Btw heres the car in question.








and heres how the trunk started out








started by building a frame to mount all the components in and raise the floor 7 inches
























spare tire access








got a little bit of the wiring done too








then i made the false floor and wrapped it in suede to match the headliner and pillars
















and i also molded the digital gauge in the sunroof motor cover
















now im just waitin on the compressor and bags
let me kinow what you think so far though


----------



## vdub-ranger (Sep 6, 2007)

*Re: Guardian's build thread (guardian1020)*

nice dude. that box and controller are extremely clean. good luck http://****************.com/smile/emthup.gif


----------



## diive4sho (Feb 7, 2004)

*Re: Guardian's build thread (guardian1020)*

Looks really good....is it just the camera angle or is the hole for the sub cut off center?


----------



## guardian1020 (Nov 15, 2007)

*Re: Guardian's build thread (diive4sho)*


_Quote, originally posted by *diive4sho* »_Looks really good....is it just the camera angle or is the hole for the sub cut off center?

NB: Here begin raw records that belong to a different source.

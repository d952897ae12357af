//! Events reported to the front end while commands run.

use std::pin::Pin;
use std::task::{Context, Poll};

use futures_core::Stream;
use log::warn;
use serde::Serialize;
use tokio::sync::mpsc;

/// Output stream an event belongs to.
#[derive(Debug, Clone, Copy, PartialEq, Eq, Serialize)]
#[serde(rename_all = "lowercase")]
pub enum StreamName {
    Stdout,
    Stderr,
}

/// Something the front end should show (or hide).
#[derive(Debug, Clone, PartialEq, Eq, Serialize)]
#[serde(tag = "event_type")]
pub enum BackendEvent {
    /// Program output, in the order it was produced.
    ProgramOutput {
        stream_name: StreamName,
        data: String,
    },

    /// The interpreter was restarted and printed its banner again; the
    /// front end may hide this text from the tail of the output.
    HideTrailingOutput { text: String },
}

/// Receiving end of a session's events.
///
/// Implements [`Stream`]; [`try_next`](Self::try_next) drains without
/// waiting.
#[derive(Debug)]
pub struct EventStream {
    receiver: mpsc::UnboundedReceiver<BackendEvent>,
}

impl EventStream {
    /// Take the next event if one is already queued.
    pub fn try_next(&mut self) -> Option<BackendEvent> {
        self.receiver.try_recv().ok()
    }

    /// Drain every queued event.
    pub fn drain(&mut self) -> Vec<BackendEvent> {
        std::iter::from_fn(|| self.try_next()).collect()
    }
}

impl Stream for EventStream {
    type Item = BackendEvent;

    fn poll_next(mut self: Pin<&mut Self>, cx: &mut Context<'_>) -> Poll<Option<Self::Item>> {
        self.receiver.poll_recv(cx)
    }
}

/// Sending side used by the session.
#[derive(Debug, Clone)]
pub(crate) struct EventSink {
    sender: mpsc::UnboundedSender<BackendEvent>,
}

impl EventSink {
    pub(crate) fn emit(&self, event: BackendEvent) {
        if self.sender.send(event).is_err() {
            warn!("event stream dropped, discarding event");
        }
    }

    pub(crate) fn output(&self, stream_name: StreamName, data: String) {
        if !data.is_empty() {
            self.emit(BackendEvent::ProgramOutput { stream_name, data });
        }
    }
}

/// Create a connected sink and stream.
pub(crate) fn event_channel() -> (EventSink, EventStream) {
    let (sender, receiver) = mpsc::unbounded_channel();
    (EventSink { sender }, EventStream { receiver })
}

/// Incremental bytes-to-text conversion for output chunks.
///
/// A chunk boundary can fall inside a multi-byte UTF-8 sequence; the
/// incomplete tail is held back until the rest arrives. `\r\n` becomes `\n`.
#[derive(Debug, Default)]
pub struct OutputDecoder {
    partial: Vec<u8>,
    pending_cr: bool,
}

impl OutputDecoder {
    pub fn new() -> Self {
        Self::default()
    }

    /// Decode the next chunk.
    pub fn decode(&mut self, chunk: &[u8]) -> String {
        self.partial.extend_from_slice(chunk);

        let mut text = String::new();
        let mut consumed = 0;
        loop {
            let rest = &self.partial[consumed..];
            match std::str::from_utf8(rest) {
                Ok(valid) => {
                    text.push_str(valid);
                    consumed = self.partial.len();
                    break;
                }
                Err(e) => {
                    let (valid, _) = rest.split_at(e.valid_up_to());
                    text.push_str(&String::from_utf8_lossy(valid));
                    match e.error_len() {
                        // The input ends mid-sequence; hold the tail back
                        None => {
                            consumed += e.valid_up_to();
                            break;
                        }
                        Some(invalid) => {
                            text.push(char::REPLACEMENT_CHARACTER);
                            consumed += e.valid_up_to() + invalid;
                        }
                    }
                }
            }
        }

        self.partial.drain(..consumed);
        self.normalize(&text)
    }

    /// Flush whatever is held back, lossily.
    pub fn finish(&mut self) -> String {
        let bytes = std::mem::take(&mut self.partial);
        let mut text = self.normalize(&String::from_utf8_lossy(&bytes));
        if std::mem::take(&mut self.pending_cr) {
            text.push('\r');
        }
        text
    }

    fn normalize(&mut self, text: &str) -> String {
        let mut out = String::with_capacity(text.len() + 1);
        if std::mem::take(&mut self.pending_cr) && !text.starts_with('\n') {
            out.push('\r');
        }
        out.push_str(text);

        // A trailing CR may be the first half of a CRLF split across chunks
        if out.ends_with('\r') {
            out.pop();
            self.pending_cr = true;
        }
        out.replace("\r\n", "\n")
    }
}

/// Decode a complete byte string the same way chunks are decoded.
pub fn decode_text(bytes: &[u8]) -> String {
    let mut decoder = OutputDecoder::new();
    let mut text = decoder.decode(bytes);
    text.push_str(&decoder.finish());
    text
}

yeah it was right after i took that pic i fixed it so the sub sits evein in the hole http://****************.com/smile/emthup.gif


----------



## guardian1020 (Nov 15, 2007)

*Re: Guardian's build thread (guardian1020)*

got the valves all plumbed and wired


----------



## Santi (Mar 26, 2004)

looks sick so far.


----------



## guardian1020 (Nov 15, 2007)

*Re: (Santi)*


_Quote, originally posted by *Santi* »_looks sick so far. 

thank you sir


----------



## From 2 to 5 (Feb 28, 2008)

*Re: (guardian1020)*

lookign very clean and tidy sir...


----------



## MFZERO (Mar 13, 2002)

*FV-QR*

nice build up.


----------



## guardian1020 (Nov 15, 2007)

*Re: Guardian's build thread (guardian1020)*

UPDATE...
got the switch box fabbed up and wired and finished wiring and installing the valves in the trunk...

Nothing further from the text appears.